Tuesday, November 12, 2019

Non-Fiction November: Week 3

This week's Nonfiction November Prompt:

Three ways to join in this week! You can share 3 or more books on a single topic that you’ve read and can recommend (be the expert); you can put the call out for good nonfiction on a specific topic that you’ve been dying to read (ask the expert); or you can create your own list of books on a topic that you’d like to read (become the expert).

Head on over to Katie at Doing Dewey to read some of the other posts.  

As a teacher librarian I love books about education.  I'm sharing a few that specifically deal with college admissions and education in our country.

Just Like Us: The True Story of Four Mexican Girls Coming of Age in America by Helen Thorpe is not entirely focused on education, but it does show how the four teenagers in this book are limited in their post high school choices because of some immigration issues they face.  Teaching in a district with a large immigrant population, I can see firsthand how our students are affected.  Some of it is heartbreaking, but I truly enjoyed every page of this book.

The Smartest Kids In the World And How They Got This Way by Amanda Ripley - show three different education systems: Finland, South Korea and Poland.  These systems are different from each other - and different from our system in the US.  This book provides so much to discuss....and as a teacher I love this topic and want to talk about it with everyone.

The Overachievers by Alexandra Robbins provides an in-depth look at several high schoolers who are all over-extended and wanting to get in to their first choice colleges. The high expectations are self inflicted in some cases but all of the students featured in this book are interesting and it was easy to root for them and hope they achieved their dreams.

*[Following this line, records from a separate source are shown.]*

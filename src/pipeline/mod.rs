pub mod changes;
pub mod extractor;
pub mod nlp_client;
pub mod orchestrator;
pub mod provider;
pub mod summarize;
pub mod types;
pub mod vocabulary;

pub use changes::detect_changes;
pub use extractor::{EntityExtractor, ExtractionMode, ModelExtractor, PatternExtractor};
pub use nlp_client::NlpServiceClient;
pub use orchestrator::TriageService;
pub use provider::{LanguageAnalyzer, SpanAnnotation, SpanLabel, SummaryProvider};
pub use summarize::{
    NeuralSummarizer, SentenceSummarizer, SummaryStrategy, Summarizer, TruncateSummarizer,
};
pub use types::{AttentionTag, EntitySet, TriageReport};
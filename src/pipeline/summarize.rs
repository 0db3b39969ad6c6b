//! Record summarization: three interchangeable strategies.
//!
//! The extractor and change detector never depend on which strategy is
//! active; the choice is configuration, resolved once at startup.

use std::fmt;
use std::sync::Arc;

use serde::{Deserialize, Serialize};

use crate::error::ProviderError;
use crate::pipeline::provider::{LanguageAnalyzer, SummaryProvider};

/// Length bounds for the abstractive strategy, in token-equivalent units.
const NEURAL_MIN_LEN: u32 = 30;
const NEURAL_MAX_LEN: u32 = 130;

/// Default number of leading sentences kept by the truncating strategies.
pub const DEFAULT_MAX_SENTENCES: usize = 3;

/// Which summarization strategy a deployment runs.
#[derive(Debug, Clone, Copy, PartialEq, Eq, Serialize, Deserialize)]
#[serde(rename_all = "snake_case")]
pub enum SummaryStrategy {
    /// Keep the first N '.'-delimited segments. No model required.
    Truncate,
    /// Keep the first N sentences from the analyzer's segmenter.
    Sentences,
    /// Abstractive summary from the summarization model.
    Neural,
}

impl fmt::Display for SummaryStrategy {
    fn fmt(&self, f: &mut fmt::Formatter<'_>) -> fmt::Result {
        match self {
            Self::Truncate => write!(f, "truncate"),
            Self::Sentences => write!(f, "sentences"),
            Self::Neural => write!(f, "neural"),
        }
    }
}

impl std::str::FromStr for SummaryStrategy {
    type Err = String;

    fn from_str(s: &str) -> Result<Self, Self::Err> {
        match s.trim().to_ascii_lowercase().as_str() {
            "truncate" => Ok(Self::Truncate),
            "sentences" => Ok(Self::Sentences),
            "neural" => Ok(Self::Neural),
            other => Err(format!("unknown summary strategy: {other}")),
        }
    }
}

/// Produces a short summary of one record.
pub trait Summarizer: Send + Sync {
    fn summarize(&self, text: &str) -> Result<String, ProviderError>;
}

/// Naive truncation: first N '.'-delimited segments, re-terminated.
pub struct TruncateSummarizer {
    max_sentences: usize,
}

impl TruncateSummarizer {
    pub fn new(max_sentences: usize) -> Self {
        Self { max_sentences }
    }
}

impl Default for TruncateSummarizer {
    fn default() -> Self {
        Self::new(DEFAULT_MAX_SENTENCES)
    }
}

impl Summarizer for TruncateSummarizer {
    fn summarize(&self, text: &str) -> Result<String, ProviderError> {
        if text.trim().is_empty() {
            return Ok(String::new());
        }

        let mut summary = text
            .split('.')
            .take(self.max_sentences)
            .collect::<Vec<_>>()
            .join(".")
            .trim()
            .to_string();
        if !summary.ends_with('.') {
            summary.push('.');
        }
        Ok(summary)
    }
}

/// Model-segmented truncation: first N sentences from the analyzer.
pub struct SentenceSummarizer {
    analyzer: Arc<dyn LanguageAnalyzer>,
    max_sentences: usize,
}

impl SentenceSummarizer {
    pub fn new(analyzer: Arc<dyn LanguageAnalyzer>, max_sentences: usize) -> Self {
        Self {
            analyzer,
            max_sentences,
        }
    }
}

impl Summarizer for SentenceSummarizer {
    fn summarize(&self, text: &str) -> Result<String, ProviderError> {
        if text.trim().is_empty() {
            return Ok(String::new());
        }

        let sentences = self.analyzer.sentences(text)?;
        Ok(sentences
            .iter()
            .take(self.max_sentences)
            .map(|s| s.trim())
            .filter(|s| !s.is_empty())
            .collect::<Vec<_>>()
            .join(" "))
    }
}

/// Abstractive summary with fixed length bounds.
pub struct NeuralSummarizer {
    provider: Arc<dyn SummaryProvider>,
}

impl NeuralSummarizer {
    pub fn new(provider: Arc<dyn SummaryProvider>) -> Self {
        Self { provider }
    }
}

impl Summarizer for NeuralSummarizer {
    fn summarize(&self, text: &str) -> Result<String, ProviderError> {
        if text.trim().is_empty() {
            return Ok(String::new());
        }

        self.provider
            .summarize(text, NEURAL_MIN_LEN, NEURAL_MAX_LEN)
    }
}

#[cfg(test)]
mod tests {
    use super::*;
    use crate::pipeline::provider::SpanAnnotation;

    // ── Truncate ────────────────────────────────────────

    #[test]
    fn truncate_keeps_first_three_segments() {
        let summarizer = TruncateSummarizer::default();
        let text = "Paciente estável. Sem queixas. Alta amanhã. Retorno em 30 dias.";
        let summary = summarizer.summarize(text).unwrap();
        assert_eq!(summary, "Paciente estável. Sem queixas. Alta amanhã.");
    }

    #[test]
    fn truncate_short_text_passes_through_terminated() {
        let summarizer = TruncateSummarizer::default();
        assert_eq!(
            summarizer.summarize("Paciente sente febre").unwrap(),
            "Paciente sente febre."
        );
    }

    #[test]
    fn truncate_preserves_existing_terminator() {
        let summarizer = TruncateSummarizer::default();
        assert_eq!(
            summarizer.summarize("Sem queixas.").unwrap(),
            "Sem queixas."
        );
    }

    #[test]
    fn truncate_blank_text_yields_empty_summary() {
        let summarizer = TruncateSummarizer::default();
        assert_eq!(summarizer.summarize("  ").unwrap(), "");
    }

    #[test]
    fn truncate_respects_custom_limit() {
        let summarizer = TruncateSummarizer::new(1);
        assert_eq!(
            summarizer.summarize("Primeira. Segunda. Terceira.").unwrap(),
            "Primeira."
        );
    }

    // ── Sentences ───────────────────────────────────────

    struct SegmentingStub;

    impl LanguageAnalyzer for SegmentingStub {
        fn annotate(&self, _text: &str) -> Result<Vec<SpanAnnotation>, ProviderError> {
            Ok(Vec::new())
        }

        fn sentences(&self, text: &str) -> Result<Vec<String>, ProviderError> {
            Ok(text
                .split_inclusive('.')
                .map(|s| s.trim().to_string())
                .collect())
        }
    }

    #[test]
    fn sentence_summarizer_joins_first_sentences() {
        let summarizer = SentenceSummarizer::new(Arc::new(SegmentingStub), 2);
        let summary = summarizer
            .summarize("Primeira frase. Segunda frase. Terceira frase.")
            .unwrap();
        assert_eq!(summary, "Primeira frase. Segunda frase.");
    }

    #[test]
    fn sentence_summarizer_propagates_provider_failure() {
        struct FailingStub;
        impl LanguageAnalyzer for FailingStub {
            fn annotate(&self, _t: &str) -> Result<Vec<SpanAnnotation>, ProviderError> {
                Err(ProviderError::Connection("http://localhost:8600".into()))
            }
            fn sentences(&self, _t: &str) -> Result<Vec<String>, ProviderError> {
                Err(ProviderError::Connection("http://localhost:8600".into()))
            }
        }

        let summarizer = SentenceSummarizer::new(Arc::new(FailingStub), 3);
        assert!(summarizer.summarize("texto").is_err());
    }

    // ── Neural ──────────────────────────────────────────

    struct RecordingProvider {
        bounds: std::sync::Mutex<Option<(u32, u32)>>,
    }

    impl SummaryProvider for RecordingProvider {
        fn summarize(
            &self,
            _text: &str,
            min_len: u32,
            max_len: u32,
        ) -> Result<String, ProviderError> {
            *self.bounds.lock().unwrap() = Some((min_len, max_len));
            Ok("resumo abstrativo".to_string())
        }
    }

    #[test]
    fn neural_summarizer_uses_fixed_length_bounds() {
        let provider = Arc::new(RecordingProvider {
            bounds: std::sync::Mutex::new(None),
        });
        let summarizer = NeuralSummarizer::new(provider.clone());
        let summary = summarizer.summarize("prontuário longo").unwrap();
        assert_eq!(summary, "resumo abstrativo");
        assert_eq!(*provider.bounds.lock().unwrap(), Some((30, 130)));
    }

    // ── Strategy selection ──────────────────────────────

    #[test]
    fn summary_strategy_parses_from_str() {
        assert_eq!("truncate".parse::<SummaryStrategy>(), Ok(SummaryStrategy::Truncate));
        assert_eq!("Sentences".parse::<SummaryStrategy>(), Ok(SummaryStrategy::Sentences));
        assert_eq!("neural".parse::<SummaryStrategy>(), Ok(SummaryStrategy::Neural));
        assert!("fancy".parse::<SummaryStrategy>().is_err());
    }

    #[test]
    fn summary_strategy_display_round_trips() {
        for strategy in [
            SummaryStrategy::Truncate,
            SummaryStrategy::Sentences,
            SummaryStrategy::Neural,
        ] {
            assert_eq!(strategy.to_string().parse::<SummaryStrategy>(), Ok(strategy));
        }
    }
}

The Years That Matter Most: How College Makes Or Breaks Us by Paul Tough is my current read and I fell in love with it from the first page.  My oldest daughter is looking at colleges for next year and this one is interesting on a personal level for that reason. My husband and I have long believed that our college taught us both so much - more than can adequately be conveyed in a diploma - and this book (so far) does much to back that up.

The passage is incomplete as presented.